Título: Sinhás pretas, damas mercadoras

Autor: Sheila de Castro Faria

Sinopse: O livro aborda mulheres negras africanas trazidas ao Brasil como escravizadas e que conseguiram não apenas obter sua liberdade, mas também prosperar num tempo e num contexto em que as circunstâncias lhes eram totalmente desfavoráveis. Os dados da cuidadosa pesquisa que o informa iluminam trajetórias que não são majoritárias entre escravizadas, ou mesmo escravizados, mas que trazem expressivas dimensões das experiências de liberdade no cativeiro – vividas por mulheres em sua maioria originárias da região da África Ocidental, as pretas-minas –, em cidades do Sudeste brasileiro nos séculos XVIII e XIX. Identificadas e analisadas, são histórias que desafiam a historiografia e um senso comum que desconhece, reduz ou compreende de maneira equivocada ou simplista a importância das mulheres negras africanas e de suas descendentes no Brasil escravista.

Contexto da obra

Na História, livros como este costumam ser lidos como forma de ampliar contexto, memória e compreensão de processos. “Sinhás pretas, damas mercadoras”, de Sheila de Castro Faria, publicado pela editora Cosac, em 2025 e com 358 páginas, integra a categoria Livros de História.

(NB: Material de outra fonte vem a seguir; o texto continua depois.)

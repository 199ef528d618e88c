pub mod routes;
pub mod state;

use std::{net::SocketAddr, path::PathBuf};

use clap::Parser;
use color_eyre::eyre;
use tokio::net::TcpListener;
use tracing_subscriber::EnvFilter;

use crate::state::AppState;

#[derive(Debug, Parser)]
#[command(
	version = nearcast_cli::VERSION,
	rename_all = "kebab",
	styles = nearcast_cli::styles(),
)]
pub struct Args {
	#[arg(long, short = 'c', value_name = "FILE")]
	pub config: PathBuf,
}

pub async fn run(args: Args) -> color_eyre::Result<()> {
	let config = nearcast_config::load(&args.config)?;
	init_tracing(&config)?;
	let http_addr: SocketAddr = config.service.http_bind.parse()?;
	let admin_addr: SocketAddr = config.service.admin_bind.parse()?;
	// Moderation endpoints are for operators only and never leave the host.
	if !admin_addr.ip().is_loopback() {
		return Err(eyre::eyre!("admin_bind must be a loopback address."));
	}
	let state = AppState::new(config).await?;
	let app = routes::router(state.clone());
	let admin_app = routes::admin_router(state);

	let http_listener = TcpListener::bind(http_addr).await?;
	tracing::info!(%http_addr, "HTTP server listening.");
	let http_server = axum::serve(http_listener, app);

	let admin_listener = TcpListener::bind(admin_addr).await?;
	tracing::info!(%admin_addr, "Admin server listening.");
	let admin_server = axum::serve(admin_listener, admin_app);

	tokio::try_join!(http_server, admin_server)?;
	Ok(())
}

fn init_tracing(config: &nearcast_config::Config) -> color_eyre::Result<()> {
	let filter =
		EnvFilter::try_new(&config.service.log_level).unwrap_or_else(|_| EnvFilter::new("info"));
	tracing_subscriber::fmt().with_env_filter(filter).init();
	Ok(())
}
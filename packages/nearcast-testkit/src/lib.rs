//! Test plumbing shared across crates: an in-memory store with the same
//! ordered-range semantics as the Postgres store, fault injection for
//! exercising tier-discard paths, a planar spatial index with exact
//! coverings, and fixture builders.

mod memory;
mod planar;

pub use memory::MemoryStore;
pub use planar::PlanarIndex;

use std::env;

use time::OffsetDateTime;
use uuid::Uuid;

use nearcast_domain::recency::day_bucket;
use nearcast_geo::SpatialIndex;
use nearcast_storage::models::CastRecord;

/// DSN for Postgres-backed tests, when present.
pub fn env_dsn() -> Option<String> {
	env::var("NEARCAST_PG_DSN").ok().filter(|dsn| !dsn.trim().is_empty())
}

/// Builds a cast record the way the write path does: bucket and leaf cell
/// derived from the creation instant and point.
pub fn cast_record(
	index: &dyn SpatialIndex,
	cast_id: Uuid,
	creator_id: Uuid,
	latitude: f64,
	longitude: f64,
	created_at: OffsetDateTime,
) -> CastRecord {
	CastRecord {
		cast_id,
		creator_id,
		created_at,
		day_bucket: day_bucket(created_at),
		cell_id: index.leaf_cell_id(latitude, longitude),
		latitude,
		longitude,
		accuracy_m: 10.0,
		media_url: format!("https://media.test/{cast_id}.jpg"),
		deleted: false,
		moderated: false,
	}
}

/// Destination point at `distance_m` from `(lat, lng)` along the given
/// bearing, on a sphere. Good enough for placing fixtures at known
/// great-circle distances.
pub fn point_at(lat: f64, lng: f64, bearing_deg: f64, distance_m: f64) -> (f64, f64) {
	let d = distance_m / nearcast_domain::distance::EARTH_RADIUS_M;
	let theta = bearing_deg.to_radians();
	let phi1 = lat.to_radians();
	let lambda1 = lng.to_radians();
	let phi2 = (phi1.sin() * d.cos() + phi1.cos() * d.sin() * theta.cos()).asin();
	let lambda2 = lambda1
		+ (theta.sin() * d.sin() * phi1.cos()).atan2(d.cos() - phi1.sin() * phi2.sin());

	(phi2.to_degrees(), lambda2.to_degrees())
}
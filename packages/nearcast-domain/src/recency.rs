use time::{Duration, OffsetDateTime};

use crate::visibility::VISIBILITY_WINDOW;

/// Width of one index bucket. Matching the visibility window keeps the number
/// of buckets a query has to span at two.
pub const BUCKET_DURATION: Duration = VISIBILITY_WINDOW;

/// Maps an instant to its bucket: floor division of the unix timestamp by
/// the bucket width.
pub fn day_bucket(at: OffsetDateTime) -> i64 {
	let bucket_nanos = BUCKET_DURATION.whole_nanoseconds();

	at.unix_timestamp_nanos().div_euclid(bucket_nanos) as i64
}

/// Every bucket intersecting `[now - window, now]`, oldest first. Derived
/// from the bucket width and the window rather than hard-coded, so changing
/// either keeps queries correct.
pub fn buckets_covering_window(now: OffsetDateTime, window: Duration) -> Vec<i64> {
	let newest = day_bucket(now);
	let oldest = day_bucket(now - window);

	(oldest..=newest).collect()
}
use serde::{Deserialize, Serialize};
use uuid::Uuid;

use crate::{Error, NearcastService, Result};

#[derive(Clone, Debug, Deserialize)]
pub struct DeleteCastRequest {
	pub cast_id: Uuid,
	pub client_id: Uuid,
}

#[derive(Clone, Debug, Serialize)]
pub struct DeleteCastResponse {
	pub cast_id: Uuid,
}

impl NearcastService {
	/// Tombstones a cast. Only its creator may delete it; the row stays in
	/// place until the bucket ages out, so replays of the delete succeed.
	pub async fn delete_cast(&self, request: &DeleteCastRequest) -> Result<DeleteCastResponse> {
		let Some(cast) = self.stores.casts.get(request.cast_id).await? else {
			return Err(Error::NotFound {
				message: format!("no cast with id {}.", request.cast_id),
			});
		};

		if cast.creator_id != request.client_id {
			return Err(Error::Forbidden {
				message: "only the creator may delete a cast.".to_string(),
			});
		}

		self.stores.casts.mark_deleted(request.cast_id).await?;

		tracing::info!(cast_id = %request.cast_id, "cast deleted");

		Ok(DeleteCastResponse { cast_id: request.cast_id })
	}
}
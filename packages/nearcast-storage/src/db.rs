use sqlx::{PgPool, postgres::PgPoolOptions};

use crate::{Result, schema};

pub struct Db {
	pub pool: PgPool,
}
impl Db {
	pub async fn connect(cfg: &nearcast_config::Postgres) -> Result<Self> {
		let pool =
			PgPoolOptions::new().max_connections(cfg.pool_max_conns).connect(&cfg.dsn).await?;

		Ok(Self { pool })
	}

	pub async fn ensure_schema(&self) -> Result<()> {
		let sql = schema::render_schema();
		let lock_id: i64 = 6_327_114;
		// Advisory locks are held per connection. Use a single transaction so
		// the lock is scoped to one connection and automatically released
		// when the transaction ends.
		let mut tx = self.pool.begin().await?;

		sqlx::query("SELECT pg_advisory_xact_lock($1)").bind(lock_id).execute(&mut *tx).await?;

		for statement in sql.split(';') {
			let trimmed = statement.trim();

			if trimmed.is_empty() {
				continue;
			}

			sqlx::query(trimmed).execute(&mut *tx).await?;
		}

		tx.commit().await?;

		Ok(())
	}
}
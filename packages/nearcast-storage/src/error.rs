#[derive(Debug, thiserror::Error)]
pub enum Error {
	#[error(transparent)]
	Sqlx(#[from] sqlx::Error),
	#[error("Store unavailable: {0}")]
	Unavailable(String),
	#[error("Invalid argument: {0}")]
	InvalidArgument(String),
	#[error("Not found: {0}")]
	NotFound(String),
}
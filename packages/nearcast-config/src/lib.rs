mod error;
mod types;

pub use error::{Error, Result};
pub use types::{Config, Postgres, Search, Service, Storage};

use std::{fs, path::Path};

pub fn load(path: &Path) -> Result<Config> {
	let raw = fs::read_to_string(path)
		.map_err(|err| Error::ReadConfig { path: path.to_path_buf(), source: err })?;

	let mut cfg: Config = toml::from_str(&raw)
		.map_err(|err| Error::ParseConfig { path: path.to_path_buf(), source: err })?;

	normalize(&mut cfg);

	validate(&cfg)?;

	Ok(cfg)
}

pub fn validate(cfg: &Config) -> Result<()> {
	if cfg.service.http_bind.trim().is_empty() {
		return Err(Error::Validation {
			message: "service.http_bind must be non-empty.".to_string(),
		});
	}
	if cfg.service.admin_bind.trim().is_empty() {
		return Err(Error::Validation {
			message: "service.admin_bind must be non-empty.".to_string(),
		});
	}
	if cfg.storage.postgres.dsn.trim().is_empty() {
		return Err(Error::Validation {
			message: "storage.postgres.dsn must be non-empty.".to_string(),
		});
	}
	if cfg.storage.postgres.pool_max_conns == 0 {
		return Err(Error::Validation {
			message: "storage.postgres.pool_max_conns must be greater than zero.".to_string(),
		});
	}
	if !cfg.search.base_radius_m.is_finite() || cfg.search.base_radius_m <= 0.0 {
		return Err(Error::Validation {
			message: "search.base_radius_m must be a positive finite number.".to_string(),
		});
	}
	if cfg.search.radius_doublings > 16 {
		return Err(Error::Validation {
			message: "search.radius_doublings must be at most 16.".to_string(),
		});
	}
	if cfg.search.base_tier_cap == 0 {
		return Err(Error::Validation {
			message: "search.base_tier_cap must be greater than zero.".to_string(),
		});
	}
	if cfg.search.tier_cap == 0 {
		return Err(Error::Validation {
			message: "search.tier_cap must be greater than zero.".to_string(),
		});
	}
	if cfg.search.base_tier_cap < cfg.search.tier_cap {
		return Err(Error::Validation {
			message: "search.base_tier_cap must be at least search.tier_cap; the smallest \
				radius carries the larger per-query cap."
				.to_string(),
		});
	}
	if cfg.search.max_covering_cells == 0 {
		return Err(Error::Validation {
			message: "search.max_covering_cells must be greater than zero.".to_string(),
		});
	}
	if cfg.search.max_parallel_queries == 0 {
		return Err(Error::Validation {
			message: "search.max_parallel_queries must be greater than zero.".to_string(),
		});
	}
	if cfg.search.max_results == 0 {
		return Err(Error::Validation {
			message: "search.max_results must be greater than zero.".to_string(),
		});
	}
	if cfg.search.default_timeout_ms == 0 {
		return Err(Error::Validation {
			message: "search.default_timeout_ms must be greater than zero.".to_string(),
		});
	}

	Ok(())
}

fn normalize(cfg: &mut Config) {
	if cfg.service.log_level.trim().is_empty() {
		cfg.service.log_level = "info".to_string();
	}
}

Esse contexto ajuda a tornar mais clara a proposta histórica da obra e o tipo de leitura que ela convida a fazer.

Editora: Cosac

Páginas: 358

Ano: 2025

Edição:

Linguagem: português

ISBN: 6555900067

ISBN13: 9786555900064

    Sobre o autor

    A leitura dos livros de Sheila de Castro Faria traz um mergulho detalhado e denso na história econômica e social do Brasil colonial e imperial, com foco em aspectos pouco explorados pela historiografia tradicional. A narrativa se constrói entre o rigor da pesquisa e uma linguagem acessível, que equilibra o acadêmico e o próximo do leitor interessado. O ritmo é contemplativo, convidando a uma reflexão sobre as estruturas sociais, econômicas e culturais que moldaram o país, especialmente nas relações de trabalho, comércio e família. A autora destaca personagens e grupos marginalizados, como mulheres negras africanas e pequenos produtores, conferindo-lhes voz e complexidade. Essa experiência de leitura desafia visões simplistas, propondo um olhar mais plural e crítico sobre o passado, sem perder a clareza e o engajamento.